- **What is needed**: Both the line containing "if let Some(leader)" and the line containing "if detail == RelationChangeDetail::Emissary" belong to the span. Output exactly that span from the listing below, and nothing outside it.

- **Entries supplied**:
■ ■ ■ ■ ■ ■ ■
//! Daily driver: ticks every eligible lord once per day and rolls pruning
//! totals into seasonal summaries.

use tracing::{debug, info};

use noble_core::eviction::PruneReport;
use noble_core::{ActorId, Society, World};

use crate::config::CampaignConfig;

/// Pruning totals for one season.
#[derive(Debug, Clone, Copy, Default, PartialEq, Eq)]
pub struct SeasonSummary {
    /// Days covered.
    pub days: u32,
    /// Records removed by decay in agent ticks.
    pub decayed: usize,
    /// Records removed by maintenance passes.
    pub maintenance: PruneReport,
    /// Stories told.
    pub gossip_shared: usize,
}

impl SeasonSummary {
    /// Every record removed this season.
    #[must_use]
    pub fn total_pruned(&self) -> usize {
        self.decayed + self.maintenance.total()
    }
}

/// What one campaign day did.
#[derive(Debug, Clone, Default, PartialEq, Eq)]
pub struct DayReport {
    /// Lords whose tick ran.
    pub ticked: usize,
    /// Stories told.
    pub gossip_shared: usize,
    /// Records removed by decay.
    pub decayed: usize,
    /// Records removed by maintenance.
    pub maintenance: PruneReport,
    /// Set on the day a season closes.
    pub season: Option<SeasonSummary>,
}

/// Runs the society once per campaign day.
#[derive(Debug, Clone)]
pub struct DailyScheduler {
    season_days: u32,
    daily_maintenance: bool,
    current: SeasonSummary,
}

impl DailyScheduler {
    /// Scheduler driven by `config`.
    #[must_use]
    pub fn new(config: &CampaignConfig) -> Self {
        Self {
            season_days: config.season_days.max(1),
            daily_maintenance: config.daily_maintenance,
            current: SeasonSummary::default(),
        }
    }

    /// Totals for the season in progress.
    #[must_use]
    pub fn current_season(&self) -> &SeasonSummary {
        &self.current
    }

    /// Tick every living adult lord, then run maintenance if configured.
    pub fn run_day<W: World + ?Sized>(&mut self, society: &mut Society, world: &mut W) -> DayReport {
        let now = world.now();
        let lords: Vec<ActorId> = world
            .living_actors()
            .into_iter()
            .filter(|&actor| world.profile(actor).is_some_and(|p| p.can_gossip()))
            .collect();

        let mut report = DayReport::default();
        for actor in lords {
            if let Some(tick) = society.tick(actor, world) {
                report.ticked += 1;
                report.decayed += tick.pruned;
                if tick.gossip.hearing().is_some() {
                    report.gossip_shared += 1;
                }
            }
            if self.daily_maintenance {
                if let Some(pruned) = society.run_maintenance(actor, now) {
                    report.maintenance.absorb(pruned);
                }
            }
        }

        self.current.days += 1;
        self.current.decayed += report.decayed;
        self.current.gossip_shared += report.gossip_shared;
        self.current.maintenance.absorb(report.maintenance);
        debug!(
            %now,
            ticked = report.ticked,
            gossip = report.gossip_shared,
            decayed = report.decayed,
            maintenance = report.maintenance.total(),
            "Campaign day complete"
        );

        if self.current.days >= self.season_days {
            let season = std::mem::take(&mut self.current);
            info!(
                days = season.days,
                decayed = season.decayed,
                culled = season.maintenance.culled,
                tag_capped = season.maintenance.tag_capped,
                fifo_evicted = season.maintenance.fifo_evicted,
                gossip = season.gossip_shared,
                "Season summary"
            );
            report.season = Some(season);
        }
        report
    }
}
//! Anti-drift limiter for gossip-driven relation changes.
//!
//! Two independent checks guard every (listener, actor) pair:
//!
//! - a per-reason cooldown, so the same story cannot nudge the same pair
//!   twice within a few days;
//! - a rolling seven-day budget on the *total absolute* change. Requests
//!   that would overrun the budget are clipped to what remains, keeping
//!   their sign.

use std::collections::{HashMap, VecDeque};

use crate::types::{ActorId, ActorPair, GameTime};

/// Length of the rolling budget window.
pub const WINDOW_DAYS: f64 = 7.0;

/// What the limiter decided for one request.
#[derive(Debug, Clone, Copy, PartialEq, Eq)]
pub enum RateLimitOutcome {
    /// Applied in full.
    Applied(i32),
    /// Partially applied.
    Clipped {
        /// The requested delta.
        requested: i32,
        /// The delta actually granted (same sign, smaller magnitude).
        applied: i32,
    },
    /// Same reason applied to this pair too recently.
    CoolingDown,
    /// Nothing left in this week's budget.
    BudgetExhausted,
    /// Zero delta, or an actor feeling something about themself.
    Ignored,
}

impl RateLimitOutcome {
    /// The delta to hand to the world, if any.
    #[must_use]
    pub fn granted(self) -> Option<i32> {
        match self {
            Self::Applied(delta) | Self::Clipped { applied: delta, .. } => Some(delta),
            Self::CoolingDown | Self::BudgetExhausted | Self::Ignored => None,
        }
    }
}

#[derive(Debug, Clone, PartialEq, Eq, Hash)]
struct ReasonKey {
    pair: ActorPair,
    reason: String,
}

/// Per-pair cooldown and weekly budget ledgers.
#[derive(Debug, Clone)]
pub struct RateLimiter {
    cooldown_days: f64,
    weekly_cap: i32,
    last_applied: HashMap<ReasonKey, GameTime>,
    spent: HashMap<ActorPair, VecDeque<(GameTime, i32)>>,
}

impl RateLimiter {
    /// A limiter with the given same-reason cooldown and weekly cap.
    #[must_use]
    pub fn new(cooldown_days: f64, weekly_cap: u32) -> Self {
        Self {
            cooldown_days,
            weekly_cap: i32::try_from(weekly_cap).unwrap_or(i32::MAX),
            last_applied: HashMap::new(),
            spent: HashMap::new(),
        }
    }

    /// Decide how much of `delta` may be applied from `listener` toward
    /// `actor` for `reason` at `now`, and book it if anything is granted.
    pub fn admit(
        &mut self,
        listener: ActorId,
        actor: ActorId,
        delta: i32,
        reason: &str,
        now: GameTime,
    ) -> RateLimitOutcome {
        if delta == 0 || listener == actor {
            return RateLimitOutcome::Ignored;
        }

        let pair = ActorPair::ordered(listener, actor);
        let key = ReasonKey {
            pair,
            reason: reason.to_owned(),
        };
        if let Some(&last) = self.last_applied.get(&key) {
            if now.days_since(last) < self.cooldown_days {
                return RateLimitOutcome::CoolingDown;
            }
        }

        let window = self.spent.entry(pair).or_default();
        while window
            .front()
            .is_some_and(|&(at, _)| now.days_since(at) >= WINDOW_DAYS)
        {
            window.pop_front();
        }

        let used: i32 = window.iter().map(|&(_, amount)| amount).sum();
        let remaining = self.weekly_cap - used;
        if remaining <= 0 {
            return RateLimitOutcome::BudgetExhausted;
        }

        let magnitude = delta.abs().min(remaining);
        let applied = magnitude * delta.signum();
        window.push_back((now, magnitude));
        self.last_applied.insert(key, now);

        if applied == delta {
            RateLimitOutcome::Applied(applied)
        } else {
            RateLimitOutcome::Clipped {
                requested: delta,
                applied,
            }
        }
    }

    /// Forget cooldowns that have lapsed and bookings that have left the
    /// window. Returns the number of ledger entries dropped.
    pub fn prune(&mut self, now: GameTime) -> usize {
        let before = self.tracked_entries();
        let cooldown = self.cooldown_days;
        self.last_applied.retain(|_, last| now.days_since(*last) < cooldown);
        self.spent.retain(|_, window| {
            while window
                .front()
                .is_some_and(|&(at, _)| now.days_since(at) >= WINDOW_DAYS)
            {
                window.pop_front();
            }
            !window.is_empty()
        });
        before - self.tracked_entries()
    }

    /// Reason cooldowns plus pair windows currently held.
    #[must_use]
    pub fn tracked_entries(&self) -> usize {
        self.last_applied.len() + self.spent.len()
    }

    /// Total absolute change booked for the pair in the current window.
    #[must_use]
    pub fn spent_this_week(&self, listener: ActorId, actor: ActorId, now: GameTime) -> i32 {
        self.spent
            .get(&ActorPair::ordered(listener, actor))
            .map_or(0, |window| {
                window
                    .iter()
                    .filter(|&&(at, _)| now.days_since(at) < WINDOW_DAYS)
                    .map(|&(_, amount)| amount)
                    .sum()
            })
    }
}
■ ■ ■ ■ ■ ■ ■
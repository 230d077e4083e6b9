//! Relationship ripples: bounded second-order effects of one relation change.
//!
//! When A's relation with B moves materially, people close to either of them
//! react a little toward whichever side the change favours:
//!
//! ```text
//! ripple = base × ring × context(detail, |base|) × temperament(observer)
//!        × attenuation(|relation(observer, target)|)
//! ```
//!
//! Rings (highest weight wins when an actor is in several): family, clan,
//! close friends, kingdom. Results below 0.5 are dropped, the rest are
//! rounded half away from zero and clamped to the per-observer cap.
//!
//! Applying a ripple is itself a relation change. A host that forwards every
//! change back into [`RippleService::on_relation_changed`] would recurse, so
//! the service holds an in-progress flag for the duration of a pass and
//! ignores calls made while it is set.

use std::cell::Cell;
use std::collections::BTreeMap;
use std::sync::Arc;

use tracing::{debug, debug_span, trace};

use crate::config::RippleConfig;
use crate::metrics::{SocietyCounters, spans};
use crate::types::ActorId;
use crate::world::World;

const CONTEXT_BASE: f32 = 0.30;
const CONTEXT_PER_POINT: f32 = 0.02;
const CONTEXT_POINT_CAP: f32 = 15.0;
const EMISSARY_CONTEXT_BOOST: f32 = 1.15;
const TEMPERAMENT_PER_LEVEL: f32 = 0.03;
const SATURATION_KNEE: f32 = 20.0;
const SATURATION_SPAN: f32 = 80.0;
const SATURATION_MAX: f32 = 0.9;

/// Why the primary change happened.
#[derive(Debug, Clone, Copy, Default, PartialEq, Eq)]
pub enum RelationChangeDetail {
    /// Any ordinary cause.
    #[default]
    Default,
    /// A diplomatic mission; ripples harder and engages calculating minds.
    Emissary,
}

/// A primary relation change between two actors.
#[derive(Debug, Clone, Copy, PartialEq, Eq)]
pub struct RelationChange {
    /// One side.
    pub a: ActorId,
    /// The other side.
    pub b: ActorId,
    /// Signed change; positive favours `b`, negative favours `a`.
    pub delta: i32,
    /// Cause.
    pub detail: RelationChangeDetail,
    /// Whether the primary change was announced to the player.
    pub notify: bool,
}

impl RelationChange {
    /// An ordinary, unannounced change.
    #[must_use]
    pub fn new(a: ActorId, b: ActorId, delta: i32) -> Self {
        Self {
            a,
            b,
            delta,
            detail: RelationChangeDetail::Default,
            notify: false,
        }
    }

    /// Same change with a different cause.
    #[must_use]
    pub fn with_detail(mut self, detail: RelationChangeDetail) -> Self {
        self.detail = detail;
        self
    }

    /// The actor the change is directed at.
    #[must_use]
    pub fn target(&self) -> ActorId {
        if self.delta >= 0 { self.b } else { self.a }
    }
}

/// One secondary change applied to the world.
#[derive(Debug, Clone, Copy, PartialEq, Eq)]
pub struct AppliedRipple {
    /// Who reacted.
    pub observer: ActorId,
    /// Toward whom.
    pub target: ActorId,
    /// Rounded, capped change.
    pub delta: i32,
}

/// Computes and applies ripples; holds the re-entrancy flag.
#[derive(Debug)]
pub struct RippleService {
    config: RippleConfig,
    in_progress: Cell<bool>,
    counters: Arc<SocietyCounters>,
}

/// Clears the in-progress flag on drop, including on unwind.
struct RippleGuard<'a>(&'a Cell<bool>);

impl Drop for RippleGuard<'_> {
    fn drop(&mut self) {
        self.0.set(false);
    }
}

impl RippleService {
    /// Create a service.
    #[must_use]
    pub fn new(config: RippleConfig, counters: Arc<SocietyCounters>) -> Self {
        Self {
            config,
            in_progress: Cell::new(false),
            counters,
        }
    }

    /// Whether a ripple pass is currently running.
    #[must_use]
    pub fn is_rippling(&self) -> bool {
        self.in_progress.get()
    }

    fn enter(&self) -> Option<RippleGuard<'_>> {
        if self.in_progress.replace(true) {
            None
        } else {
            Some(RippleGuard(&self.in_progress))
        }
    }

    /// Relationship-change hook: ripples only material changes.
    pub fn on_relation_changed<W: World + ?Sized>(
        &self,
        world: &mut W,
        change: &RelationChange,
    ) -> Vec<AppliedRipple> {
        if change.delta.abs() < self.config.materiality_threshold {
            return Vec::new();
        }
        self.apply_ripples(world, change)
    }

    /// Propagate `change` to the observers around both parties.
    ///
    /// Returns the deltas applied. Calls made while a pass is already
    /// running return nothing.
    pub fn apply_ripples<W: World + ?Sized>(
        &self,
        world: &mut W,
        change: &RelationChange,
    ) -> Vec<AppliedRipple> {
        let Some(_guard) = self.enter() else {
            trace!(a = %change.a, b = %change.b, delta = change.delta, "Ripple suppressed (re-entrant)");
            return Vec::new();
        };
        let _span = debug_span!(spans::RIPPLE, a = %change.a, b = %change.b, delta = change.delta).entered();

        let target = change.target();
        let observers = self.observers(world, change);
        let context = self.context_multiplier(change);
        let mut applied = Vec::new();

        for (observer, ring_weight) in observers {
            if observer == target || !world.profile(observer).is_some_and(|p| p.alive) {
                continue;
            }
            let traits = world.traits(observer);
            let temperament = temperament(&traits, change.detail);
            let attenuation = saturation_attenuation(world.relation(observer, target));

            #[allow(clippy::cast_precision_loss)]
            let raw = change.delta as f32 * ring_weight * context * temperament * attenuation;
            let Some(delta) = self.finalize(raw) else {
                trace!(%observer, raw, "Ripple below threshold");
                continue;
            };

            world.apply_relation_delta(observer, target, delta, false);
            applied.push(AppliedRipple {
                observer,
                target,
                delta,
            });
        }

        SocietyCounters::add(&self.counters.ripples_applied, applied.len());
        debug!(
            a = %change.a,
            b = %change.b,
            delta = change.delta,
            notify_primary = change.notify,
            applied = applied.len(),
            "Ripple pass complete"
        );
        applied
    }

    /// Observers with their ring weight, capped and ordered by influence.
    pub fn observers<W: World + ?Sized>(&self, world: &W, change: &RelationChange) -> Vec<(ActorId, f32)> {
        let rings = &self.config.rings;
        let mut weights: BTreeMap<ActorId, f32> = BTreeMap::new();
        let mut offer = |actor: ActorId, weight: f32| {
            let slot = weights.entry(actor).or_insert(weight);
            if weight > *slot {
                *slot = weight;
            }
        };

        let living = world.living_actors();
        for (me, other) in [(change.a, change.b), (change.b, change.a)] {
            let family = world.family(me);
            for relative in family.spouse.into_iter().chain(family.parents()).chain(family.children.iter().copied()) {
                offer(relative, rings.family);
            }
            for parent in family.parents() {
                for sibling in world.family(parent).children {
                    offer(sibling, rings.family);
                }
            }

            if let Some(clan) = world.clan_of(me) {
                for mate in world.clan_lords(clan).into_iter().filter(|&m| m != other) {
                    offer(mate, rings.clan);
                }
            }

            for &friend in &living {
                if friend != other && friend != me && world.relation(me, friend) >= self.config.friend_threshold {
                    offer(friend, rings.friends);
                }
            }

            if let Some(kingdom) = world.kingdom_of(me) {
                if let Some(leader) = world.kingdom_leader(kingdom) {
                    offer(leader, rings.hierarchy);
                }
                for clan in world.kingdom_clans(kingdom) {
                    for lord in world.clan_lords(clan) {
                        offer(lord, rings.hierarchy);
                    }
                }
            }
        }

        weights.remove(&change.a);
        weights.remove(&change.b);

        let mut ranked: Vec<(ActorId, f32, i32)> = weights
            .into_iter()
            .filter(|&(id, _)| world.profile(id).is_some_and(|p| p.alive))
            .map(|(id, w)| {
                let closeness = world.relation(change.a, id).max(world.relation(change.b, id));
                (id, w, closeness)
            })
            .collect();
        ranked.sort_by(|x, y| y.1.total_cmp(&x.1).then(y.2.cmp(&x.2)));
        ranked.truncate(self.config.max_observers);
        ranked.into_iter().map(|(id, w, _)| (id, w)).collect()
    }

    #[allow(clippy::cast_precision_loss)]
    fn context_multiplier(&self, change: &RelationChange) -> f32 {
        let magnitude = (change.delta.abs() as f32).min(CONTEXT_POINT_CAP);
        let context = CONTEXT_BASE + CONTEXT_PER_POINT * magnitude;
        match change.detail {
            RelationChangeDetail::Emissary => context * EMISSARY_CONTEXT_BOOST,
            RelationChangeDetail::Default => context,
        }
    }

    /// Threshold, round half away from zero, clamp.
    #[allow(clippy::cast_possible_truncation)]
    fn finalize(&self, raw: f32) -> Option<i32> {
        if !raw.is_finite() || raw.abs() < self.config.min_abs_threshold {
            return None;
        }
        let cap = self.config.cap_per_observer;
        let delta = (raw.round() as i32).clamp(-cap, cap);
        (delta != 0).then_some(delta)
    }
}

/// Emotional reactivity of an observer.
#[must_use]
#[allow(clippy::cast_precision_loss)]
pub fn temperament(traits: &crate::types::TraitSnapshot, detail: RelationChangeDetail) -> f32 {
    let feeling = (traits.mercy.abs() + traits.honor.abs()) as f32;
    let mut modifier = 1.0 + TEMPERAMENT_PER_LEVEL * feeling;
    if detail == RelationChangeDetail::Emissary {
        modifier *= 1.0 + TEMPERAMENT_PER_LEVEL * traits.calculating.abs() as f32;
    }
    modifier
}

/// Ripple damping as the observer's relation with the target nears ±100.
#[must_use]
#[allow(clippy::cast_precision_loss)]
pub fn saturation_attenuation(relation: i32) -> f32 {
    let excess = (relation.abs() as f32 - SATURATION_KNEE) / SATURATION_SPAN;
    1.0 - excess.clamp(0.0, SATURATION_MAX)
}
■ ■ ■ ■ ■ ■ ■
- **Exercise output**:
                if let Some(leader) = world.kingdom_leader(kingdom) {
                    offer(leader, rings.hierarchy);
                }
                for clan in world.kingdom_clans(kingdom) {
                    for lord in world.clan_lords(clan) {
                        offer(lord, rings.hierarchy);
                    }
                }
            }
        }

        weights.remove(&change.a);
        weights.remove(&change.b);

        let mut ranked: Vec<(ActorId, f32, i32)> = weights
            .into_iter()
            .filter(|&(id, _)| world.profile(id).is_some_and(|p| p.alive))
            .map(|(id, w)| {
                let closeness = world.relation(change.a, id).max(world.relation(change.b, id));
                (id, w, closeness)
            })
            .collect();
        ranked.sort_by(|x, y| y.1.total_cmp(&x.1).then(y.2.cmp(&x.2)));
        ranked.truncate(self.config.max_observers);
        ranked.into_iter().map(|(id, w, _)| (id, w)).collect()
    }

    #[allow(clippy::cast_precision_loss)]
    fn context_multiplier(&self, change: &RelationChange) -> f32 {
        let magnitude = (change.delta.abs() as f32).min(CONTEXT_POINT_CAP);
        let context = CONTEXT_BASE + CONTEXT_PER_POINT * magnitude;
        match change.detail {
            RelationChangeDetail::Emissary => context * EMISSARY_CONTEXT_BOOST,
            RelationChangeDetail::Default => context,
        }
    }

    /// Threshold, round half away from zero, clamp.
    #[allow(clippy::cast_possible_truncation)]
    fn finalize(&self, raw: f32) -> Option<i32> {
        if !raw.is_finite() || raw.abs() < self.config.min_abs_threshold {
            return None;
        }
        let cap = self.config.cap_per_observer;
        let delta = (raw.round() as i32).clamp(-cap, cap);
        (delta != 0).then_some(delta)
    }
}

/// Emotional reactivity of an observer.
#[must_use]
#[allow(clippy::cast_precision_loss)]
pub fn temperament(traits: &crate::types::TraitSnapshot, detail: RelationChangeDetail) -> f32 {
    let feeling = (traits.mercy.abs() + traits.honor.abs()) as f32;
    let mut modifier = 1.0 + TEMPERAMENT_PER_LEVEL * feeling;
    if detail == RelationChangeDetail::Emissary {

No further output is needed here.